Il me semble que le rôle qu’aurait joué Tony Blair dans cette  »réconciliation » ne serait pas négligeable, eu égard à son rôle de  »conseiller » des parties en cause et ses préférences mondialistes. Etant proche avec  »les siens » du gouvernement rwandais (lire J. REVER, Rwanda. L’éloge du sang), il n’a pas caché, il n’y a pas si longtemps, son désir de  »conseiller » Fatshi et le gouvernement kongolais. Donc, à mon avis, parler d’une démarche panafricaniste, c’est mentir.

Le panafricanisme réel devrait être celui des Etats Africains souverains et fédérés comme le prônait Cheikh Anta Diop. Des Etats fédéraux africains exerçant leur souveraineté sur leurs ressources stratégiques du sol et du sous-sol.
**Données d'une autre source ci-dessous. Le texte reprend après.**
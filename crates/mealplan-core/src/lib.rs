#![deny(missing_docs)]

//! # mealplan-core — Foundational Types for the Weekly Meal Planner
//!
//! Every other crate in the workspace builds on the types defined here. The
//! crate has no internal dependencies and performs no logging; it only
//! models the household's data and knows how to persist it.
//!
//! ## Design Principles
//!
//! 1. **One document.** All state lives in a single [`Document`] with three
//!    collections: recipes, the Sun–Thu [`Plan`], and the [`GroceryList`].
//!    Every mutation is a load, an edit, and a save of the whole document.
//!
//! 2. **One identifier policy.** Recipe and grocery identifiers are both
//!    drawn from [`generate_id`], so client- and server-created records can
//!    never disagree about the id format.
//!
//! 3. **Injected persistence.** [`DocumentStore`] is the only way to read or
//!    write the document. [`FileStore`] backs the running service and the
//!    CLI; [`MemoryStore`] backs tests.
//!
//! 4. **Structured errors.** [`ValidationError`] carries the exact messages
//!    the HTTP API returns; [`StoreError`] carries the failing location.

pub mod document;
pub mod error;
pub mod grocery;
pub mod identity;
pub mod plan;
pub mod recipe;
pub mod store;

// Re-export primary types at crate root for ergonomic imports.
pub use document::Document;
pub use error::{MealplanError, StoreError, ValidationError};
pub use grocery::{GroceryItem, GroceryList};
pub use identity::{generate_id, GroceryItemId, RecipeId};
pub use plan::{Day, Plan};
pub use recipe::{split_tags, NewRecipe, Recipe};
pub use store::{DocumentStore, FileStore, MemoryStore};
Et non, des  »Etats-ratés-manqués » réunis au sein de grands ensembles pilotés en coulisse par les mondialistes et/ou globalistes agissant par des acteurs apparents interposés.

Pour tout prendre, aujourd’hui, se mène, au cœur de l’Afrique, une guerre perpétuelle dont l’objectif majeur est la perpétuation de sa néocolonisation par  »la machinerie mondialiste » ( La machinerie mondialiste (reseauinternational.net) ) contre laquelle les souverainistes africains ne peuvent rien faire s’ils n’en connaissent pas les acteurs pléniers, les moyens dont elle dispose ; et surtout son mode opératoire sur le temps long.
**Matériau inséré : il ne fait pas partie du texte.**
//! Integration tests for Cartwright.
//!
//! Tests run the storefront cart subsystem against [`FakeCartService`], an
//! in-process HTTP server that speaks the cart service's REST API.
//!
//! # Running Tests
//!
//! ```bash
//! cargo test -p cartwright-integration-tests
//! ```

use std::collections::HashMap;
use std::sync::{Arc, Mutex, MutexGuard, PoisonError};
use std::time::Duration;

use axum::{
    Json, Router,
    extract::{Path, State},
    http::{HeaderMap, StatusCode, header},
    response::{IntoResponse, Response},
    routing::{delete, get, post, put},
};
use cartwright_storefront::CartConfig;
use cartwright_storefront::cart::CartLineRequest;
use serde_json::{Value, json};
use tokio::net::TcpListener;
use tokio::sync::oneshot;
use url::Url;

/// A request received by the fake service.
#[derive(Debug, Clone, PartialEq)]
pub struct RecordedRequest {
    pub method: &'static str,
    pub path: String,
    pub body: Option<Value>,
    pub authorization: Option<String>,
}

#[derive(Debug, Clone)]
struct StoredLine {
    product_id: i32,
    quantity: u32,
}

#[derive(Debug, Clone)]
struct Product {
    name: String,
    price: i64,
}

#[derive(Debug, Default)]
struct ServiceData {
    catalog: HashMap<i32, Product>,
    carts: HashMap<i32, Vec<StoredLine>>,
    requests: Vec<RecordedRequest>,
    mutation_failure: Option<u16>,
    fetch_failure: Option<u16>,
    fetch_body: Option<String>,
    mutation_delay: Duration,
}

impl ServiceData {
    fn record(
        &mut self,
        method: &'static str,
        path: String,
        body: Option<Value>,
        headers: &HeaderMap,
    ) {
        self.requests.push(RecordedRequest {
            method,
            path,
            body,
            authorization: headers
                .get(header::AUTHORIZATION)
                .and_then(|v| v.to_str().ok())
                .map(str::to_string),
        });
    }

    fn cart(&mut self, user_id: i32) -> &mut Vec<StoredLine> {
        self.carts.entry(user_id).or_default()
    }
}

#[derive(Clone, Default)]
struct ServiceState {
    data: Arc<Mutex<ServiceData>>,
}

impl ServiceState {
    fn lock(&self) -> MutexGuard<'_, ServiceData> {
        self.data.lock().unwrap_or_else(PoisonError::into_inner)
    }
}

/// In-process cart service bound to `127.0.0.1` on a random port.
///
/// The server shuts down when the handle is dropped.
pub struct FakeCartService {
    base_url: String,
    state: ServiceState,
    shutdown: Option<oneshot::Sender<()>>,
}

impl FakeCartService {
    /// Start the service.
    ///
    /// # Errors
    ///
    /// Returns error if the listener cannot bind.
    pub async fn spawn() -> std::io::Result<Self> {
        let state = ServiceState::default();

        let app = Router::new()
            .route("/cart/{user_id}", get(fetch_cart))
            .route("/cart/{user_id}/add", post(add_item))
            .route("/cart/{user_id}/update", put(update_item))
            .route("/cart/{user_id}/remove/{product_id}", delete(remove_item))
            .route("/cart/{user_id}/clear", delete(clear_cart))
            .with_state(state.clone());

        let listener = TcpListener::bind("127.0.0.1:0").await?;
        let addr = listener.local_addr()?;

        let (shutdown_tx, shutdown_rx) = oneshot::channel::<()>();
        tokio::spawn(async move {
            let server = axum::serve(listener, app).with_graceful_shutdown(async move {
                let _ = shutdown_rx.await;
            });
            let _ = server.await;
        });

        Ok(Self {
            base_url: format!("http://{addr}"),
            state,
            shutdown: Some(shutdown_tx),
        })
    }

    /// Client configuration pointing at this service.
    ///
    /// # Panics
    ///
    /// Panics if the bound address does not form a valid URL.
    #[must_use]
    pub fn config(&self) -> CartConfig {
        let url = Url::parse(&format!("{}/cart", self.base_url)).expect("valid service URL");
        CartConfig::new(url)
    }

    /// Register a catalog product.
    pub fn add_product(&self, product_id: i32, name: &str, price: i64) {
        self.state.lock().catalog.insert(
            product_id,
            Product {
                name: name.to_string(),
                price,
            },
        );
    }

    /// Put a line straight into a user's cart.
    pub fn seed_line(&self, user_id: i32, product_id: i32, quantity: u32) {
        self.state.lock().cart(user_id).push(StoredLine {
            product_id,
            quantity,
        });
    }

    /// Answer every mutating call with `status` (`None` restores success).
    pub fn fail_mutations(&self, status: Option<u16>) {
        self.state.lock().mutation_failure = status;
    }

    /// Answer every fetch with `status` (`None` restores success).
    pub fn fail_fetches(&self, status: Option<u16>) {
        self.state.lock().fetch_failure = status;
    }

    /// Serve `body` verbatim for every fetch.
    pub fn set_fetch_body(&self, body: Option<&str>) {
        self.state.lock().fetch_body = body.map(str::to_string);
    }

    /// Delay every mutating call by `delay`.
    pub fn set_mutation_delay(&self, delay: Duration) {
        self.state.lock().mutation_delay = delay;
    }

    #[must_use]
    pub fn requests(&self) -> Vec<RecordedRequest> {
        self.state.lock().requests.clone()
    }

    /// Every recorded request except fetches.
    #[must_use]
    pub fn mutation_requests(&self) -> Vec<RecordedRequest> {
        self.requests()
            .into_iter()
            .filter(|r| r.method != "GET")
            .collect()
    }

    /// Quantity the server holds for a product, `0` if absent.
    #[must_use]
    pub fn quantity_of(&self, user_id: i32, product_id: i32) -> u32 {
        self.state
            .lock()
            .carts
            .get(&user_id)
            .and_then(|lines| lines.iter().find(|l| l.product_id == product_id))
            .map_or(0, |l| l.quantity)
    }
}

impl Drop for FakeCartService {
    fn drop(&mut self) {
        if let Some(shutdown) = self.shutdown.take() {
            let _ = shutdown.send(());
        }
    }
}

fn status_response(status: u16) -> Response {
    let status = StatusCode::from_u16(status).unwrap_or(StatusCode::INTERNAL_SERVER_ERROR);
    (status, "<html>cart service error</html>").into_response()
}

async fn fetch_cart(
    State(state): State<ServiceState>,
    Path(user_id): Path<i32>,
    headers: HeaderMap,
) -> Response {
    let mut data = state.lock();
    data.record("GET", format!("/cart/{user_id}"), None, &headers);

    if let Some(status) = data.fetch_failure {
        return status_response(status);
    }
    if let Some(body) = data.fetch_body.clone() {
        return (
            StatusCode::OK,
            [(header::CONTENT_TYPE, "application/json")],
            body,
        )
            .into_response();
    }

    let items: Vec<Value> = data
        .carts
        .get(&user_id)
        .map(|lines| {
            lines
                .iter()
                .map(|line| {
                    let product = data.catalog.get(&line.product_id);
                    json!({
                        "productId": line.product_id,
                        "productName": product.map(|p| p.name.clone()),
                        "unitPrice": product.map_or(0, |p| p.price),
                        "quantity": line.quantity,
                        "imageUrl": format!("https://cdn.example.com/{}.jpg", line.product_id),
                    })
                })
                .collect()
        })
        .unwrap_or_default();

    Json(json!({ "items": items })).into_response()
}

/// Record a mutating call, wait the configured delay and report whether it
/// should fail.
async fn begin_mutation(
    state: &ServiceState,
    method: &'static str,
    path: String,
    body: Option<Value>,
    headers: &HeaderMap,
) -> Option<Response> {
    let delay = {
        let mut data = state.lock();
        data.record(method, path, body, headers);
        data.mutation_delay
    };
    if !delay.is_zero() {
        tokio::time::sleep(delay).await;
    }
    state.lock().mutation_failure.map(status_response)
}

async fn add_item(
    State(state): State<ServiceState>,
    Path(user_id): Path<i32>,
    headers: HeaderMap,
    Json(request): Json<CartLineRequest>,
) -> Response {
    let body = serde_json::to_value(request).ok();
    let path = format!("/cart/{user_id}/add");
    if let Some(failure) = begin_mutation(&state, "POST", path, body, &headers).await {
        return failure;
    }

    let product_id = request.product_id.as_i32();
    let mut data = state.lock();
    let cart = data.cart(user_id);
    if let Some(line) = cart.iter_mut().find(|l| l.product_id == product_id) {
        line.quantity += request.quantity;
    } else {
        cart.push(StoredLine {
            product_id,
            quantity: request.quantity,
        });
    }
    StatusCode::CREATED.into_response()
}

async fn update_item(
    State(state): State<ServiceState>,
    Path(user_id): Path<i32>,
    headers: HeaderMap,
    Json(request): Json<CartLineRequest>,
) -> Response {
    let body = serde_json::to_value(request).ok();
    let path = format!("/cart/{user_id}/update");
    if let Some(failure) = begin_mutation(&state, "PUT", path, body, &headers).await {
        return failure;
    }

    let product_id = request.product_id.as_i32();
    let mut data = state.lock();
    let cart = data.cart(user_id);
    if request.quantity == 0 {
        cart.retain(|l| l.product_id != product_id);
        return StatusCode::NO_CONTENT.into_response();
    }
    match cart.iter_mut().find(|l| l.product_id == product_id) {
        Some(line) => {
            line.quantity = request.quantity;
            StatusCode::NO_CONTENT.into_response()
        }
        None => status_response(404),
    }
}

async fn remove_item(
    State(state): State<ServiceState>,
    Path((user_id, product_id)): Path<(i32, i32)>,
    headers: HeaderMap,
) -> Response {
    let path = format!("/cart/{user_id}/remove/{product_id}");
    if let Some(failure) = begin_mutation(&state, "DELETE", path, None, &headers).await {
        return failure;
    }

    state
        .lock()
        .cart(user_id)
        .retain(|l| l.product_id != product_id);
    StatusCode::NO_CONTENT.into_response()
}

async fn clear_cart(
    State(state): State<ServiceState>,
    Path(user_id): Path<i32>,
    headers: HeaderMap,
) -> Response {
    let path = format!("/cart/{user_id}/clear");
    if let Some(failure) = begin_mutation(&state, "DELETE", path, None, &headers).await {
        return failure;
    }

    state.lock().cart(user_id).clear();
    StatusCode::NO_CONTENT.into_response()
}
Les accords signés entre Fatshi et son frère  »Paul » ne peuvent être porteurs de paix que si un autre  »Nuremberg » est organisé au cœur de l’Afrique ou si les souverainistes kongolais arrivaient à renverser les rapports de force. Sans cela, ils participent tout simplement de la tactique  »talk and fight », chère aux artisans et partisans du détricotage des Etats-nations.

Déjà, les pressions pour que les élections-pièges-à-cons soient organisées dans  »les délais » et l’usage permanent du  »soft power » en matière des droits de l’homme peuvent être des indices à décrypter.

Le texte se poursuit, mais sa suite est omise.